EXERCISE OBJECTIVE —
Exactly the lines from the one containing "let clock = FixedClock::new(start);" to the last line of the records, inclusive, are to be transcribed; include no others.

═══ MATERIAL SUPPLIED

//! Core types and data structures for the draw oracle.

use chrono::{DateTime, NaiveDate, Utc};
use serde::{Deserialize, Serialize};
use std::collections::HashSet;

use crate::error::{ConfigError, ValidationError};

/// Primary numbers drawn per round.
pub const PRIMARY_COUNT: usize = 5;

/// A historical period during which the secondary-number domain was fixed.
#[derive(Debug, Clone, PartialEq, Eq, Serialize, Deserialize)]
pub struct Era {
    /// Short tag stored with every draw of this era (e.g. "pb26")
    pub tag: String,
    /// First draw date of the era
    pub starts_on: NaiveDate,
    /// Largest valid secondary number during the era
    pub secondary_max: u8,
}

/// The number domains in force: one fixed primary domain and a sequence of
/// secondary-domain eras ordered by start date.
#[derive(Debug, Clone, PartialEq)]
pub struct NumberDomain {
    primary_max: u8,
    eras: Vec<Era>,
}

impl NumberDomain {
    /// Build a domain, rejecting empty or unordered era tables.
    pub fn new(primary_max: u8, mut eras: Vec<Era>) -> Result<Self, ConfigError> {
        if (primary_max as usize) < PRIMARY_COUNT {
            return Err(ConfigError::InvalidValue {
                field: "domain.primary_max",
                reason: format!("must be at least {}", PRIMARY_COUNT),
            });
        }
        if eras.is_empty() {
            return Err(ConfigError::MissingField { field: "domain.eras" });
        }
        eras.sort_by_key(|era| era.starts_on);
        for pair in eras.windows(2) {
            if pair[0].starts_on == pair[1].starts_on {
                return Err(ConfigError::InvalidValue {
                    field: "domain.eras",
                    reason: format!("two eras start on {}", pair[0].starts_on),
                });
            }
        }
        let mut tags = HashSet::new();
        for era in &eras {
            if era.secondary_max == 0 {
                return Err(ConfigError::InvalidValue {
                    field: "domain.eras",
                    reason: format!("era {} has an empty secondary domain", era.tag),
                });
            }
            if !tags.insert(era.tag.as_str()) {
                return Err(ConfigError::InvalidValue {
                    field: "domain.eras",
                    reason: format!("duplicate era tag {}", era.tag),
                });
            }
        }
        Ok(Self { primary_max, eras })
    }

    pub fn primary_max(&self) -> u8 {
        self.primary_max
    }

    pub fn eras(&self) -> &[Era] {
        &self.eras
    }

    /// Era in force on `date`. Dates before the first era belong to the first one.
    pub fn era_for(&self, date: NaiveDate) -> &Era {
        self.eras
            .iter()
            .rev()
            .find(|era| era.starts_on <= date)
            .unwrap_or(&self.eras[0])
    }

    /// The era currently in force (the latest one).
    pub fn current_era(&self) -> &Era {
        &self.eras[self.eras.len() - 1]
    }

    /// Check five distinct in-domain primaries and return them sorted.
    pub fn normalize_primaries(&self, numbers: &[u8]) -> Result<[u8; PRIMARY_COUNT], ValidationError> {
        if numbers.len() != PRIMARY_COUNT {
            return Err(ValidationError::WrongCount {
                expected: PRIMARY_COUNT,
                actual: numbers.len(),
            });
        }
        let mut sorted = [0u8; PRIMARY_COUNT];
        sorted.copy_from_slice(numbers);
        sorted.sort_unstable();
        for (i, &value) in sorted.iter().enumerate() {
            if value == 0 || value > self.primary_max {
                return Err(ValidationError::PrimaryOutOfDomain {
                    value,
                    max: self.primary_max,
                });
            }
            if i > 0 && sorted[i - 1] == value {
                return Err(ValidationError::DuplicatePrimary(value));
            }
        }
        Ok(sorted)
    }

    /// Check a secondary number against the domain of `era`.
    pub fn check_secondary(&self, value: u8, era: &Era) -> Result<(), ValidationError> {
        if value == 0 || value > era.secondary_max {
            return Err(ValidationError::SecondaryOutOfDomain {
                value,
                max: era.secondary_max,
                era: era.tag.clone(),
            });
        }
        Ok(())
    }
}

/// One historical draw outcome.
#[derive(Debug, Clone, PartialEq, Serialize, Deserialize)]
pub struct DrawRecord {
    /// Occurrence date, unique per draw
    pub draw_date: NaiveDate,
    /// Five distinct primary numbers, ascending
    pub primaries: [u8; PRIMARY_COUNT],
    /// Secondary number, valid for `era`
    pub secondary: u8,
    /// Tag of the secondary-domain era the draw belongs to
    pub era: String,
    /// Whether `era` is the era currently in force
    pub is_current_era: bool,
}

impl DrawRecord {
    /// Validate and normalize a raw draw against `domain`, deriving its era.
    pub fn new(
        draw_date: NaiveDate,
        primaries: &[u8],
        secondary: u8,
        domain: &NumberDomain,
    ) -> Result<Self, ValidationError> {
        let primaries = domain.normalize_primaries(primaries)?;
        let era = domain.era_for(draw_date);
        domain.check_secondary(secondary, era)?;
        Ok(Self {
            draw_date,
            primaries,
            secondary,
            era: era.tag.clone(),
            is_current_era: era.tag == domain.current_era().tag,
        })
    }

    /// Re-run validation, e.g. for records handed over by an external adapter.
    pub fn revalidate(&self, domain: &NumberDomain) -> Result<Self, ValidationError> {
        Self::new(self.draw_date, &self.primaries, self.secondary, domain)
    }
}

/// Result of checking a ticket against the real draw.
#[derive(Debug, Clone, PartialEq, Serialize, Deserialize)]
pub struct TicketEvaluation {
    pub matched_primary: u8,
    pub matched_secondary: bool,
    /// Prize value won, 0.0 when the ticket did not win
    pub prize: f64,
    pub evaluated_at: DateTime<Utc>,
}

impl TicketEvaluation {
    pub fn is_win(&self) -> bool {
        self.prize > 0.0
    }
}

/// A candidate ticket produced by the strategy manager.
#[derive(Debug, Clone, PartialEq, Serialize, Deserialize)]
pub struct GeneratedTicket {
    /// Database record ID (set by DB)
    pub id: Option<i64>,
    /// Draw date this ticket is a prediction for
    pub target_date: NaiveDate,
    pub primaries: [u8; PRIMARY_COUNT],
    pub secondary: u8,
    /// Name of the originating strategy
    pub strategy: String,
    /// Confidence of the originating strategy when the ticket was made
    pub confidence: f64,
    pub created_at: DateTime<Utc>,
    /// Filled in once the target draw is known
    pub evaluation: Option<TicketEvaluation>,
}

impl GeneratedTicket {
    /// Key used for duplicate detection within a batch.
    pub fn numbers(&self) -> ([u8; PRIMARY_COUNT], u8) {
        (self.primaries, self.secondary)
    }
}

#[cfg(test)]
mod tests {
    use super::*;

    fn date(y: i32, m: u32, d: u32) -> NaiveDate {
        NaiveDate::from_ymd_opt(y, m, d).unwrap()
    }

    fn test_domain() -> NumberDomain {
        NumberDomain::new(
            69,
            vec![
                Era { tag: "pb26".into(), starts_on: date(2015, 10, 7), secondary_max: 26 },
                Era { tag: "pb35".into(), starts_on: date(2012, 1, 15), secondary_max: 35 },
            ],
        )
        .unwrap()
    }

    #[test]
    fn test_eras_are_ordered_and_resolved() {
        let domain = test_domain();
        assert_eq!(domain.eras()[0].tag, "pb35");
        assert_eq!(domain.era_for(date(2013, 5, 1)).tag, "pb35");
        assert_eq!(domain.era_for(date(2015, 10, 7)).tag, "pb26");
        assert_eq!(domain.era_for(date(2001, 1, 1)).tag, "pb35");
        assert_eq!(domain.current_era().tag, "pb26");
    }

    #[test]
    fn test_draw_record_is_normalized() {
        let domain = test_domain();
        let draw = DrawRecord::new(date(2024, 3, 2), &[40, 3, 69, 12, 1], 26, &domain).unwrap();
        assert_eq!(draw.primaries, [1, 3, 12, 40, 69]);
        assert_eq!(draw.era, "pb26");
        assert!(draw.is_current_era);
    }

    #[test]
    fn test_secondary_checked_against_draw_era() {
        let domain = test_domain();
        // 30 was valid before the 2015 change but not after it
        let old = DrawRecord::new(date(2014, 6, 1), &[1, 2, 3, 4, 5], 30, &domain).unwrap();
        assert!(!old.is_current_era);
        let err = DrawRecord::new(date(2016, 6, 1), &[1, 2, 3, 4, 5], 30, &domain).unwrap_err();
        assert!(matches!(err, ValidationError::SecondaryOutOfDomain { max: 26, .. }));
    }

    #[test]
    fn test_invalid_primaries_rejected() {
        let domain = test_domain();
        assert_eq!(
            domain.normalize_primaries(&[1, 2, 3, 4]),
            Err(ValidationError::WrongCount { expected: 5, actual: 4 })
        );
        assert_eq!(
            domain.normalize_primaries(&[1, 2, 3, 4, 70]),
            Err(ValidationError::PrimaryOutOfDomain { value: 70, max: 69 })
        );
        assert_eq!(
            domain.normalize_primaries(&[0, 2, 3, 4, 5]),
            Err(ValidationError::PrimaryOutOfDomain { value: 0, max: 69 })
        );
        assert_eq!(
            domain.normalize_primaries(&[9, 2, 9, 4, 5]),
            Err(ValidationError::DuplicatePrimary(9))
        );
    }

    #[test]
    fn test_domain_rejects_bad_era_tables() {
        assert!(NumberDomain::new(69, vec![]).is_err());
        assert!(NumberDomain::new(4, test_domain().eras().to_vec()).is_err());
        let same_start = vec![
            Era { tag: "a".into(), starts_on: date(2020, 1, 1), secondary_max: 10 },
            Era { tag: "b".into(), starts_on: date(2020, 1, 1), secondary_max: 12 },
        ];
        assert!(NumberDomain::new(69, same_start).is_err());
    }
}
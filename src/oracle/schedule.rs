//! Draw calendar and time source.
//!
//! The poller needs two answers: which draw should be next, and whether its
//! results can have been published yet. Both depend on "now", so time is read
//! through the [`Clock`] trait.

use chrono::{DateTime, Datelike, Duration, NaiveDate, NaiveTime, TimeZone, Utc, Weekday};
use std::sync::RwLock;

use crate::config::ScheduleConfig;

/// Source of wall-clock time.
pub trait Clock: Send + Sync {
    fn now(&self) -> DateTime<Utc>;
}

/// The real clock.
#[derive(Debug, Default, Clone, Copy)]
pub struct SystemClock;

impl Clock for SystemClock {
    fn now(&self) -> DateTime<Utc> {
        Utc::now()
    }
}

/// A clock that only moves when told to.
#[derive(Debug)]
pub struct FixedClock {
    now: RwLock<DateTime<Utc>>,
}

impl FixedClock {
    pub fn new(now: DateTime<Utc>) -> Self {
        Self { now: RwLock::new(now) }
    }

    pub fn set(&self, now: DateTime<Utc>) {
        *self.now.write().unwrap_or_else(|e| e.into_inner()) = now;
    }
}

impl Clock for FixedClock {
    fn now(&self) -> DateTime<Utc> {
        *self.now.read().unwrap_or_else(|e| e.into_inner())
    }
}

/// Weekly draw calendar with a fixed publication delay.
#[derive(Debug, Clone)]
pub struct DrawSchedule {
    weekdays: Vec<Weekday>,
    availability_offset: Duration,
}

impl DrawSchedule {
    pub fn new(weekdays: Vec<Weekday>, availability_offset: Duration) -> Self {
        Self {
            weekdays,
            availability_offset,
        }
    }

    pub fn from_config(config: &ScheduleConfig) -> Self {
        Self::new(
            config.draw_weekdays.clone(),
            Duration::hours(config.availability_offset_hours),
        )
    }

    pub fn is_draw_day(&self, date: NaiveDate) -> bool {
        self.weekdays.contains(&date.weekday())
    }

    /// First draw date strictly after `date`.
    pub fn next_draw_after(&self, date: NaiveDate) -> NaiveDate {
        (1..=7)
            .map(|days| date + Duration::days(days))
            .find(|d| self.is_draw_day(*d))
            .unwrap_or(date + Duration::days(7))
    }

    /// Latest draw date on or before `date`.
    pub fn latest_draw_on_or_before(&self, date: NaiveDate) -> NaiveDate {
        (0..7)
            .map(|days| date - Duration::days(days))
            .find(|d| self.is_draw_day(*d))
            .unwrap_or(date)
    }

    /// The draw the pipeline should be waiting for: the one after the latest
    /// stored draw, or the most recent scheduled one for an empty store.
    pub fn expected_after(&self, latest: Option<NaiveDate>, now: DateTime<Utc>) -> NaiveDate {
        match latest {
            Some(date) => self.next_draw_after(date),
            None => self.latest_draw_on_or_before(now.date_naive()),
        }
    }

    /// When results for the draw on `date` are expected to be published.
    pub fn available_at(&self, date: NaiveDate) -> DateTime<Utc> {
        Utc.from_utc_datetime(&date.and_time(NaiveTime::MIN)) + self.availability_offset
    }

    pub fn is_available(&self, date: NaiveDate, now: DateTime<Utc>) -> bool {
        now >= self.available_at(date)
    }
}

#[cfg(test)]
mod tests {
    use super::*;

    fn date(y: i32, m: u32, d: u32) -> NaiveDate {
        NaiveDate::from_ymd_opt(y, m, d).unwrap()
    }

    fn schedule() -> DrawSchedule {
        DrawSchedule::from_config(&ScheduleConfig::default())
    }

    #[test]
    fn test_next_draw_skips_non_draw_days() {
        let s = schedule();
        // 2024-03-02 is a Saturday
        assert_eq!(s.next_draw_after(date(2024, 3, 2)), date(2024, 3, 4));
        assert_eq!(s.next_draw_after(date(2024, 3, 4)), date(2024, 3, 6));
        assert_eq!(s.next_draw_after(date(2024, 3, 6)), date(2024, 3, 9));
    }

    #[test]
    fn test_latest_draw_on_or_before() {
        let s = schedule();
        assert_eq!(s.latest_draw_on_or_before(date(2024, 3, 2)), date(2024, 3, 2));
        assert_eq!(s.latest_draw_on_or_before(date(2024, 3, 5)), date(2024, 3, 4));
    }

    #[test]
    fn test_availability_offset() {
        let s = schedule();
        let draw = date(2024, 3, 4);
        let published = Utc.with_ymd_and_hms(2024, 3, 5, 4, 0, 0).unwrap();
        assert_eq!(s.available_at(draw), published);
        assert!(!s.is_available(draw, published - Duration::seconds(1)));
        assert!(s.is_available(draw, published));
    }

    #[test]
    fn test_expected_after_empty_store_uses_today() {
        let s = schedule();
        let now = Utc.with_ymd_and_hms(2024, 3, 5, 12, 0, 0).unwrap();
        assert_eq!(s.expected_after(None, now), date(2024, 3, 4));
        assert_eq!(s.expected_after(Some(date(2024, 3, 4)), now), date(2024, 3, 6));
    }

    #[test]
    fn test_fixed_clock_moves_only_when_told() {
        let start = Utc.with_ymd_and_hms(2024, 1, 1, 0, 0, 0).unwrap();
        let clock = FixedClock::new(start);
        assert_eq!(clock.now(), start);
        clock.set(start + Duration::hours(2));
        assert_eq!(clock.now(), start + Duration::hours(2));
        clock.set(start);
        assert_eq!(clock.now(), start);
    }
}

══════

WRITTEN ANSWER —
        let clock = FixedClock::new(start);
        assert_eq!(clock.now(), start);
        clock.set(start + Duration::hours(2));
        assert_eq!(clock.now(), start + Duration::hours(2));
        clock.set(start);
        assert_eq!(clock.now(), start);
    }
}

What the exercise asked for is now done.